Find the lines in the records below that contain "accepted", and report each of them.

═══

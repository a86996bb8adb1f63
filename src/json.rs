use crate::Error;
use crate::Listing;

/// Serializes `listing` as JSON.
///
/// Sizes and timestamps are emitted as raw numbers, unlike the HTML page
/// which formats both for display. A missing parent is written as `null`.
pub fn render_json(listing: &Listing) -> Result<String, Error> {
    serde_json::to_string(listing).map_err(|e| Error::Serialization {
        what: "listing".into(),
        how: e.to_string(),
    })
}

#[cfg(test)]
mod tests {
    use serde_json::Value;
    use serde_json::json;

    use super::*;
    use crate::Entry;
    use crate::TestRoot;
    use crate::build_listing;

    #[test]
    fn field_names_and_raw_values() {
        let listing = Listing {
            parent: None,
            directories: vec![],
            files: vec![Entry {
                name: "stdout".into(),
                url: "/jobs/1/stdout".into(),
                size: 1536,
                last_modified: 784_111_777_000,
            }],
        };
        let value: Value = serde_json::from_str(&render_json(&listing).unwrap()).unwrap();
        assert_eq!(
            value,
            json!({
                "parent": null,
                "directories": [],
                "files": [{
                    "name": "stdout",
                    "url": "/jobs/1/stdout",
                    "size": 1536,
                    "lastModified": 784_111_777_000_i64,
                }],
            })
        );
    }

    #[tokio::test]
    async fn parses_back_to_built_listing() {
        let root = TestRoot::new().unwrap();
        let listing = build_listing(root.dir(), "http://host/files/served/", true)
            .await
            .unwrap();
        let parsed: Listing = serde_json::from_str(&render_json(&listing).unwrap()).unwrap();
        assert_eq!(parsed, listing);
        assert!(parsed.parent.is_some());
        assert_eq!(parsed.files.len(), 4);
    }
}
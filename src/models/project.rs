use std::fmt;
use std::str::FromStr;

use async_graphql::Enum;
use chrono::{DateTime, Utc};
use serde::{Deserialize, Serialize};
use uuid::Uuid;

/// Progress of a project.
///
/// On the wire the GraphQL value names are `new`, `progress` and
/// `completed`; the human-readable label is what gets stored and what
/// `Project.status` reports.
#[derive(Enum, Serialize, Deserialize, Debug, Clone, Copy, Default, PartialEq, Eq, Hash)]
#[graphql(name = "ProjectStatus")]
pub enum ProjectStatus {
    #[default]
    #[graphql(name = "new")]
    #[serde(rename = "new")]
    NotStarted,
    #[graphql(name = "progress")]
    #[serde(rename = "progress")]
    InProgress,
    #[graphql(name = "completed")]
    #[serde(rename = "completed")]
    Completed,
}

impl ProjectStatus {
    pub const ALL: [ProjectStatus; 3] = [
        ProjectStatus::NotStarted,
        ProjectStatus::InProgress,
        ProjectStatus::Completed,
    ];

    pub fn label(self) -> &'static str {
        match self {
            ProjectStatus::NotStarted => "Not Started",
            ProjectStatus::InProgress => "In Progress",
            ProjectStatus::Completed => "Completed",
        }
    }

    pub fn next(self) -> Self {
        match self {
            ProjectStatus::NotStarted => ProjectStatus::InProgress,
            ProjectStatus::InProgress => ProjectStatus::Completed,
            ProjectStatus::Completed => ProjectStatus::NotStarted,
        }
    }

    pub fn previous(self) -> Self {
        match self {
            ProjectStatus::NotStarted => ProjectStatus::Completed,
            ProjectStatus::InProgress => ProjectStatus::NotStarted,
            ProjectStatus::Completed => ProjectStatus::InProgress,
        }
    }
}

impl fmt::Display for ProjectStatus {
    fn fmt(&self, f: &mut fmt::Formatter<'_>) -> fmt::Result {
        f.write_str(self.label())
    }
}

/// Status argument of `updateProject`.
///
/// A distinct GraphQL type with the same values as [`ProjectStatus`].
#[derive(Enum, Debug, Clone, Copy, PartialEq, Eq)]
#[graphql(name = "ProjectStatusUpdate")]
pub enum ProjectStatusUpdate {
    #[graphql(name = "new")]
    NotStarted,
    #[graphql(name = "progress")]
    InProgress,
    #[graphql(name = "completed")]
    Completed,
}

impl From<ProjectStatusUpdate> for ProjectStatus {
    fn from(status: ProjectStatusUpdate) -> Self {
        match status {
            ProjectStatusUpdate::NotStarted => ProjectStatus::NotStarted,
            ProjectStatusUpdate::InProgress => ProjectStatus::InProgress,
            ProjectStatusUpdate::Completed => ProjectStatus::Completed,
        }
    }
}

#[derive(Debug, Clone, PartialEq, Eq, thiserror::Error)]
#[error("unknown project status: {0:?}")]
pub struct UnknownStatus(pub String);

impl FromStr for ProjectStatus {
    type Err = UnknownStatus;

    fn from_str(s: &str) -> Result<Self, Self::Err> {
        ProjectStatus::ALL
            .into_iter()
            .find(|status| status.label() == s)
            .ok_or_else(|| UnknownStatus(s.to_string()))
    }
}

#[derive(Debug, Clone, PartialEq, Eq)]
pub struct Project {
    pub id: Uuid,
    pub client_id: Uuid,
    pub name: String,
    pub description: String,
    pub status: ProjectStatus,
    pub created_at: DateTime<Utc>,
}

/// Fields accepted by `addProject`.
#[derive(Debug, Clone, PartialEq, Eq)]
pub struct NewProject {
    pub name: String,
    pub description: String,
    pub status: ProjectStatus,
    pub client_id: Uuid,
}

/// Fields accepted by `updateProject`; `status` is left alone when `None`.
#[derive(Debug, Clone, PartialEq, Eq)]
pub struct ProjectUpdate {
    pub name: String,
    pub description: String,
    pub status: Option<ProjectStatus>,
}

impl ProjectUpdate {
    pub fn apply(&self, project: &mut Project) {
        project.name = self.name.clone();
        project.description = self.description.clone();
        if let Some(status) = self.status {
            project.status = status;
        }
    }
}
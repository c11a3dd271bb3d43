//! Error types for the persistence layer.

use thiserror::Error;

/// Result type alias for store operations
pub type Result<T> = std::result::Result<T, StoreError>;

/// Errors that can occur while talking to the store
#[derive(Error, Debug)]
#[non_exhaustive]
pub enum StoreError {
    /// Query, connection or transaction failure in PostgreSQL
    #[error("database error: {0}")]
    Database(#[from] sqlx::Error),

    /// Schema migration failed at startup
    #[error("migration error: {0}")]
    Migration(#[from] sqlx::migrate::MigrateError),
}
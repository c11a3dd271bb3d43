//! Typed GraphQL client used by the terminal UI.

mod operations;

use serde::de::DeserializeOwned;
use serde::{Deserialize, Serialize};
use serde_json::json;
use thiserror::Error;

use crate::models::ProjectStatus;

pub use operations::*;

/// Errors returned by [`GraphqlClient`]
#[derive(Error, Debug)]
pub enum ApiError {
    /// The request never produced a response body
    #[error("request failed: {0}")]
    Transport(#[from] reqwest::Error),

    /// The server answered with GraphQL errors
    #[error("{}", .0.join("; "))]
    Graphql(Vec<String>),

    /// The server answered with neither data nor errors
    #[error("response contained no data")]
    MissingData,
}

pub type Result<T> = std::result::Result<T, ApiError>;

#[derive(Debug, Clone, PartialEq, Eq, Deserialize)]
pub struct ClientRecord {
    pub id: String,
    pub name: String,
    pub email: String,
    pub phone: String,
}

#[derive(Debug, Clone, PartialEq, Eq, Deserialize)]
pub struct ProjectRecord {
    pub id: String,
    pub name: String,
    pub description: String,
    /// Status label as reported by the server
    pub status: String,
    pub client: Option<ClientRecord>,
}

impl ProjectRecord {
    pub fn belongs_to(&self, client_id: &str) -> bool {
        self.client.as_ref().is_some_and(|c| c.id == client_id)
    }
}

/// Variables for `addClient`
#[derive(Debug, Clone, PartialEq, Eq, Serialize)]
pub struct ClientInput {
    pub name: String,
    pub email: String,
    pub phone: String,
}

/// Variables for `addProject`
#[derive(Debug, Clone, PartialEq, Eq, Serialize)]
#[serde(rename_all = "camelCase")]
pub struct ProjectInput {
    pub name: String,
    pub description: String,
    pub status: ProjectStatus,
    pub client_id: String,
}

/// Variables for `updateProject`
#[derive(Debug, Clone, PartialEq, Eq, Serialize)]
pub struct ProjectChanges {
    pub id: String,
    pub name: String,
    pub description: String,
    #[serde(skip_serializing_if = "Option::is_none")]
    pub status: Option<ProjectStatus>,
}

#[derive(Serialize)]
struct GraphqlRequest<'a, V> {
    query: &'a str,
    variables: &'a V,
}

#[derive(Deserialize)]
struct GraphqlError {
    message: String,
}

#[derive(Deserialize)]
struct Envelope<T> {
    data: Option<T>,
    #[serde(default)]
    errors: Vec<GraphqlError>,
}

#[derive(Deserialize)]
struct Clients {
    clients: Vec<ClientRecord>,
}

#[derive(Deserialize)]
struct Projects {
    projects: Vec<ProjectRecord>,
}

#[derive(Deserialize)]
struct ProjectLookup {
    project: Option<ProjectRecord>,
}

#[derive(Deserialize)]
#[serde(rename_all = "camelCase")]
struct AddClient {
    add_client: ClientRecord,
}

#[derive(Deserialize)]
#[serde(rename_all = "camelCase")]
struct DeleteClient {
    delete_client: Option<ClientRecord>,
}

#[derive(Deserialize)]
#[serde(rename_all = "camelCase")]
struct AddProject {
    add_project: ProjectRecord,
}

#[derive(Deserialize)]
#[serde(rename_all = "camelCase")]
struct UpdateProject {
    update_project: Option<ProjectRecord>,
}

#[derive(Deserialize)]
#[serde(rename_all = "camelCase")]
struct DeleteProject {
    delete_project: Option<ProjectRecord>,
}

/// HTTP client for the `/graphql` endpoint
#[derive(Clone)]
pub struct GraphqlClient {
    http: reqwest::Client,
    url: String,
}

impl GraphqlClient {
    pub fn new(url: impl Into<String>) -> Self {
        Self {
            http: reqwest::Client::new(),
            url: url.into(),
        }
    }

    pub fn url(&self) -> &str {
        &self.url
    }

    async fn execute<V, T>(&self, query: &str, variables: &V) -> Result<T>
    where
        V: Serialize,
        T: DeserializeOwned,
    {
        let envelope: Envelope<T> = self
            .http
            .post(&self.url)
            .json(&GraphqlRequest { query, variables })
            .send()
            .await?
            .json()
            .await?;

        if !envelope.errors.is_empty() {
            let messages = envelope.errors.into_iter().map(|e| e.message).collect();
            return Err(ApiError::Graphql(messages));
        }

        envelope.data.ok_or(ApiError::MissingData)
    }

    pub async fn clients(&self) -> Result<Vec<ClientRecord>> {
        let data: Clients = self.execute(GET_CLIENTS, &json!({})).await?;
        Ok(data.clients)
    }

    pub async fn projects(&self) -> Result<Vec<ProjectRecord>> {
        let data: Projects = self.execute(GET_PROJECTS, &json!({})).await?;
        Ok(data.projects)
    }

    pub async fn project(&self, id: &str) -> Result<Option<ProjectRecord>> {
        let data: ProjectLookup = self.execute(GET_PROJECT, &json!({ "id": id })).await?;
        Ok(data.project)
    }

    pub async fn add_client(&self, input: &ClientInput) -> Result<ClientRecord> {
        let data: AddClient = self.execute(ADD_CLIENT, input).await?;
        Ok(data.add_client)
    }

    pub async fn delete_client(&self, id: &str) -> Result<Option<ClientRecord>> {
        let data: DeleteClient = self.execute(DELETE_CLIENT, &json!({ "id": id })).await?;
        Ok(data.delete_client)
    }

    pub async fn add_project(&self, input: &ProjectInput) -> Result<ProjectRecord> {
        let data: AddProject = self.execute(ADD_PROJECT, input).await?;
        Ok(data.add_project)
    }

    pub async fn update_project(&self, changes: &ProjectChanges) -> Result<Option<ProjectRecord>> {
        let data: UpdateProject = self.execute(UPDATE_PROJECT, changes).await?;
        Ok(data.update_project)
    }

    pub async fn delete_project(&self, id: &str) -> Result<Option<ProjectRecord>> {
        let data: DeleteProject = self.execute(DELETE_PROJECT, &json!({ "id": id })).await?;
        Ok(data.delete_project)
    }
}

═══

(YOUR RESPONSE):
/// Fields accepted by `addProject`.
/// Fields accepted by `updateProject`; `status` is left alone when `None`.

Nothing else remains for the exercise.